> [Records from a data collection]
-=-=-

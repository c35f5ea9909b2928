//! コンテキストスイッチのトレースバッファの読み取り
//!
//! トレースバッファは固定長のリングで、`tb_ptr` が次に書き込むスロットを指します。
//! そのスロットから1周と1スロット分を順に読むことで、古い順にイベントが並びます。
//! スレッドポインタがNULLのスロットは未使用として読み飛ばします。

use crate::errors::TraceBufferError;
use crate::layout::KernelLayout;
use crate::probe::{settle, Halt, Probe};
use crate::record::{ThreadState, TraceEvent, TraceMap};
use rtscope_target::TargetSession;
use tracing::{debug, trace};

/// リングバッファの配列メンバー
const BUFFER_MEMBER: &str = "tb_buffer";

/// リングの形状
#[derive(Debug, Clone, Copy, PartialEq, Eq)]
struct Ring {
    /// スロット数
    capacity: u64,
    /// 1スロットのバイト数
    element_size: u64,
    /// 先頭スロットのアドレス
    start: u64,
    /// 末尾の次のアドレス
    end: u64,
    /// 次に書き込まれるスロット
    write: u64,
}

impl Ring {
    /// 次のスロットのアドレス（末尾を越えたら先頭に戻る）
    fn advance(&self, cursor: u64) -> u64 {
        let next = cursor.wrapping_add(self.element_size);
        if next >= self.end {
            self.start
        } else {
            next
        }
    }
}

type Step<T> = Result<T, Halt<TraceBufferError>>;

fn required<S: TargetSession + ?Sized>(probe: &mut Probe<'_, S>, expr: &str) -> Step<u64> {
    probe.value(expr).map_err(Halt::widen::<TraceBufferError>)
}

/// リングの容量・要素サイズ・範囲・書き込み位置を求める
fn geometry<S: TargetSession + ?Sized>(probe: &mut Probe<'_, S>, layout: &KernelLayout) -> Step<Ring> {
    // tb_size が無ければトレース機能自体が無効
    let capacity = probe
        .value(&layout.trace_buffer_field("tb_size"))
        .map_err(|h| h.map(|source| TraceBufferError::NotPresent { source }))?;

    let element_size = required(probe, &layout.trace_event_size())?;
    let start = required(probe, &layout.trace_buffer_field(BUFFER_MEMBER))?;
    let end = required(probe, &layout.trace_buffer_end(BUFFER_MEMBER, capacity))?;
    let write = required(probe, &layout.trace_buffer_field("tb_ptr"))?;

    if element_size == 0 {
        return Err(Halt::Failed(TraceBufferError::Geometry {
            reason: "event size is zero".to_string(),
        }));
    }

    Ok(Ring {
        capacity,
        element_size,
        start,
        end,
        write,
    })
}

/// 1スロット分のイベントを読む
fn read_slot<S: TargetSession + ?Sized>(
    probe: &mut Probe<'_, S>,
    layout: &KernelLayout,
    slot: u64,
    index: i64,
) -> Step<TraceEvent> {
    let time = required(probe, &layout.trace_event_field(slot, "se_time"))?;
    let thread = required(probe, &layout.trace_event_field(slot, "se_tp"))?;
    let wait_object = required(probe, &layout.trace_event_field(slot, "se_wtobjp"))?;
    let state = required(probe, &layout.trace_event_field(slot, "se_state"))?;

    Ok(TraceEvent {
        index,
        time,
        thread,
        wait_object,
        state: ThreadState::new(state),
    })
}

fn sweep<S: TargetSession + ?Sized>(probe: &mut Probe<'_, S>, layout: &KernelLayout) -> Step<TraceMap> {
    let ring = geometry(probe, layout)?;
    debug!(
        capacity = ring.capacity,
        element_size = ring.element_size,
        start = format_args!("{:#x}", ring.start),
        write = format_args!("{:#x}", ring.write),
        "Trace buffer geometry"
    );

    let capacity = i64::try_from(ring.capacity).map_err(|_| {
        Halt::Failed(TraceBufferError::Geometry {
            reason: format!("capacity {} is out of range", ring.capacity),
        })
    })?;

    let mut events = TraceMap::new();
    let mut cursor = ring.write;
    let mut index = 1 - capacity;

    // 書き込み位置から1周＋1スロット
    for _ in 0..=ring.capacity {
        let event = read_slot(probe, layout, cursor, index)?;
        if event.thread != 0 {
            events.insert(index, event);
        } else {
            trace!(slot = format_args!("{:#x}", cursor), "Empty trace slot skipped");
        }

        cursor = ring.advance(cursor);
        index += 1;
    }

    Ok(events)
}

/// トレースバッファを古い順に読み、イベントの一覧を返す
///
/// 戻り値のキーは最新イベントからの相対インデックス。
/// ターゲットが実行中なら `Ok(None)`。
///
/// # Errors
/// * `NotPresent` - トレースバッファがターゲットに存在しない
/// * `Geometry` - リングの形状が不正
/// * `Session` - その他の読み取り失敗
pub fn read_trace_buffer<S>(session: &mut S, layout: &KernelLayout) -> Result<Option<TraceMap>, TraceBufferError>
where
    S: TargetSession + ?Sized,
{
    let mut probe = Probe::new(session);
    let events = settle(sweep(&mut probe, layout), "trace buffer")?;
    if let Some(events) = &events {
        debug!(count = events.len(), "Trace buffer read");
    }
    Ok(events)
}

-=-=-

Look above and return each line of the records exactly, from the very first through the line with "fn required<S: TargetSession", both included.

repository c35f5ea9909b2928
//! コンテキストスイッチのトレースバッファの読み取り
//!
//! トレースバッファは固定長のリングで、`tb_ptr` が次に書き込むスロットを指します。
//! そのスロットから1周と1スロット分を順に読むことで、古い順にイベントが並びます。
//! スレッドポインタがNULLのスロットは未使用として読み飛ばします。

use crate::errors::TraceBufferError;
use crate::layout::KernelLayout;
use crate::probe::{settle, Halt, Probe};
use crate::record::{ThreadState, TraceEvent, TraceMap};
use rtscope_target::TargetSession;
use tracing::{debug, trace};

/// リングバッファの配列メンバー
const BUFFER_MEMBER: &str = "tb_buffer";

/// リングの形状
#[derive(Debug, Clone, Copy, PartialEq, Eq)]
struct Ring {
    /// スロット数
    capacity: u64,
    /// 1スロットのバイト数
    element_size: u64,
    /// 先頭スロットのアドレス
    start: u64,
    /// 末尾の次のアドレス
    end: u64,
    /// 次に書き込まれるスロット
    write: u64,
}

impl Ring {
    /// 次のスロットのアドレス（末尾を越えたら先頭に戻る）
    fn advance(&self, cursor: u64) -> u64 {
        let next = cursor.wrapping_add(self.element_size);
        if next >= self.end {
            self.start
        } else {
            next
        }
    }
}

type Step<T> = Result<T, Halt<TraceBufferError>>;

fn required<S: TargetSession + ?Sized>(probe: &mut Probe<'_, S>, expr: &str) -> Step<u64> {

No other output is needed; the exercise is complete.